→ Assignment: Every word of the data below has to be copied faithfully.

→ Data for the task:
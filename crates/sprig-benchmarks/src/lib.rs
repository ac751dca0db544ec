//! sprig benchmarking suite
//!
//! Benchmarks for version comparison, range matching, manifest parsing and
//! tree resolution.

pub mod common;

pub use common::*;
//! Dependency resolution performance benchmarks
//!
//! Covers the comparator, range matching, per-package version selection and
//! full tree resolution against an in-memory registry.

use std::collections::BTreeMap;
use std::sync::Arc;

use criterion::{black_box, criterion_group, criterion_main, BenchmarkId, Criterion, Throughput};
use sprig_benchmarks::{criterion_config, package_name, synthetic_registry, version_strings};
use sprig_core::types::{PackageMetadata, RangeExpression, Version, VersionComparator, VersionInfo};
use sprig_resolver::{ResolveOptions, TreeBuilder, VersionSelector};

/// Benchmark finding the highest of a version list
fn bench_version_comparison(c: &mut Criterion) {
    let mut group = c.benchmark_group("version_comparison");
    let comparator = VersionComparator::default();

    for count in [10, 100, 1000] {
        let versions: Vec<Version> = version_strings(count)
            .iter()
            .map(|v| Version::parse(v).unwrap())
            .collect();
        group.throughput(Throughput::Elements(count as u64));

        group.bench_with_input(BenchmarkId::new("max_of", count), &versions, |b, versions| {
            b.iter(|| black_box(comparator.max_of(versions.iter())));
        });

        group.bench_with_input(BenchmarkId::new("sort", count), &versions, |b, versions| {
            b.iter(|| {
                let mut sorted = versions.clone();
                sorted.sort_by(|a, b| comparator.compare(a, b));
                black_box(sorted)
            });
        });
    }

    group.finish();
}

/// Benchmark matching ranges against a version list
fn bench_range_matching(c: &mut Criterion) {
    let mut group = c.benchmark_group("range_matching");
    let versions: Vec<Version> = version_strings(500)
        .iter()
        .map(|v| Version::parse(v).unwrap())
        .collect();
    group.throughput(Throughput::Elements(versions.len() as u64));

    for range in ["1.2.3", "^1.2.0", "~2.3.0", "3.x", "^0.1.0 || ^1.0.0 || 2.x"] {
        let expression = RangeExpression::parse(range).unwrap();
        group.bench_with_input(BenchmarkId::new("range", range), &expression, |b, expression| {
            b.iter(|| black_box(versions.iter().filter(|v| expression.is_satisfied_by(v)).count()));
        });
    }

    group.finish();
}

/// Benchmark picking the highest satisfying published version
fn bench_version_selection(c: &mut Criterion) {
    let mut group = c.benchmark_group("version_selection");
    let comparator = VersionComparator::default();
    let range = RangeExpression::parse("^1.0.0 || ^2.0.0").unwrap();

    for count in [10, 100, 1000] {
        let metadata = version_strings(count)
            .iter()
            .fold(PackageMetadata::new("bench".to_string()), |metadata, version| {
                metadata.with_version(version, VersionInfo::default())
            });
        group.throughput(Throughput::Elements(count as u64));

        group.bench_with_input(BenchmarkId::new("versions", count), &metadata, |b, metadata| {
            b.iter(|| {
                let selector = VersionSelector::new(metadata);
                black_box(selector.select(&range, &comparator).map(str::to_string))
            });
        });
    }

    group.finish();
}

/// Benchmark resolving complete trees of different sizes
fn bench_tree_resolution(c: &mut Criterion) {
    let mut group = c.benchmark_group("tree_resolution");
    group.sample_size(20);
    let runtime = tokio::runtime::Runtime::new().unwrap();

    for packages in [10, 50, 200] {
        let registry = Arc::new(synthetic_registry(packages, 20, 3));
        let mut root = BTreeMap::new();
        root.insert(package_name(0), "^1.0.0".to_string());
        group.throughput(Throughput::Elements(packages as u64));

        for permits in [1, 8] {
            let options = ResolveOptions {
                max_concurrent_fetches: permits,
                ..ResolveOptions::default()
            };
            group.bench_with_input(
                BenchmarkId::new(format!("permits_{}", permits), packages),
                &root,
                |b, root| {
                    b.iter(|| {
                        // Fresh builder so the subtree cache starts empty
                        let builder = TreeBuilder::with_options(Arc::clone(&registry), options.clone());
                        black_box(runtime.block_on(builder.resolve(root)).unwrap())
                    });
                },
            );
        }
    }

    group.finish();
}

criterion_group! {
    name = benches;
    config = criterion_config();
    targets = bench_version_comparison, bench_range_matching, bench_version_selection, bench_tree_resolution
}
criterion_main!(benches);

→ Solution:
filename crates/sprig-benchmarks/src/lib.rs
repository ac751dca0db544ec
//! sprig benchmarking suite
//!
//! Benchmarks for version comparison, range matching, manifest parsing and
//! tree resolution.

pub mod common;

pub use common::*;
//! Dependency resolution performance benchmarks
//!
//! Covers the comparator, range matching, per-package version selection and
//! full tree resolution against an in-memory registry.

use std::collections::BTreeMap;
use std::sync::Arc;

use criterion::{black_box, criterion_group, criterion_main, BenchmarkId, Criterion, Throughput};
use sprig_benchmarks::{criterion_config, package_name, synthetic_registry, version_strings};
use sprig_core::types::{PackageMetadata, RangeExpression, Version, VersionComparator, VersionInfo};
use sprig_resolver::{ResolveOptions, TreeBuilder, VersionSelector};

/// Benchmark finding the highest of a version list
fn bench_version_comparison(c: &mut Criterion) {
    let mut group = c.benchmark_group("version_comparison");
    let comparator = VersionComparator::default();

    for count in [10, 100, 1000] {
        let versions: Vec<Version> = version_strings(count)
            .iter()
            .map(|v| Version::parse(v).unwrap())
            .collect();
        group.throughput(Throughput::Elements(count as u64));

        group.bench_with_input(BenchmarkId::new("max_of", count), &versions, |b, versions| {
            b.iter(|| black_box(comparator.max_of(versions.iter())));
        });

        group.bench_with_input(BenchmarkId::new("sort", count), &versions, |b, versions| {
            b.iter(|| {
                let mut sorted = versions.clone();
                sorted.sort_by(|a, b| comparator.compare(a, b));
                black_box(sorted)
            });
        });
    }

    group.finish();
}

/// Benchmark matching ranges against a version list
fn bench_range_matching(c: &mut Criterion) {
    let mut group = c.benchmark_group("range_matching");
    let versions: Vec<Version> = version_strings(500)
        .iter()
        .map(|v| Version::parse(v).unwrap())
        .collect();
    group.throughput(Throughput::Elements(versions.len() as u64));

    for range in ["1.2.3", "^1.2.0", "~2.3.0", "3.x", "^0.1.0 || ^1.0.0 || 2.x"] {
        let expression = RangeExpression::parse(range).unwrap();
        group.bench_with_input(BenchmarkId::new("range", range), &expression, |b, expression| {
            b.iter(|| black_box(versions.iter().filter(|v| expression.is_satisfied_by(v)).count()));
        });
    }

    group.finish();
}

/// Benchmark picking the highest satisfying published version
fn bench_version_selection(c: &mut Criterion) {
    let mut group = c.benchmark_group("version_selection");
    let comparator = VersionComparator::default();
    let range = RangeExpression::parse("^1.0.0 || ^2.0.0").unwrap();

    for count in [10, 100, 1000] {
        let metadata = version_strings(count)
            .iter()
            .fold(PackageMetadata::new("bench".to_string()), |metadata, version| {
                metadata.with_version(version, VersionInfo::default())
            });
        group.throughput(Throughput::Elements(count as u64));

        group.bench_with_input(BenchmarkId::new("versions", count), &metadata, |b, metadata| {
            b.iter(|| {
                let selector = VersionSelector::new(metadata);
                black_box(selector.select(&range, &comparator).map(str::to_string))
            });
        });
    }

    group.finish();
}

/// Benchmark resolving complete trees of different sizes
fn bench_tree_resolution(c: &mut Criterion) {
    let mut group = c.benchmark_group("tree_resolution");
    group.sample_size(20);
    let runtime = tokio::runtime::Runtime::new().unwrap();

    for packages in [10, 50, 200] {
        let registry = Arc::new(synthetic_registry(packages, 20, 3));
        let mut root = BTreeMap::new();
        root.insert(package_name(0), "^1.0.0".to_string());
        group.throughput(Throughput::Elements(packages as u64));

        for permits in [1, 8] {
            let options = ResolveOptions {
                max_concurrent_fetches: permits,
                ..ResolveOptions::default()
            };
            group.bench_with_input(
                BenchmarkId::new(format!("permits_{}", permits), packages),
                &root,
                |b, root| {
                    b.iter(|| {
                        // Fresh builder so the subtree cache starts empty
                        let builder = TreeBuilder::with_options(Arc::clone(&registry), options.clone());
                        black_box(runtime.block_on(builder.resolve(root)).unwrap())
                    });
                },
            );
        }
    }

    group.finish();
}

criterion_group! {
    name = benches;
    config = criterion_config();
    targets = bench_version_comparison, bench_range_matching, bench_version_selection, bench_tree_resolution
}
criterion_main!(benches);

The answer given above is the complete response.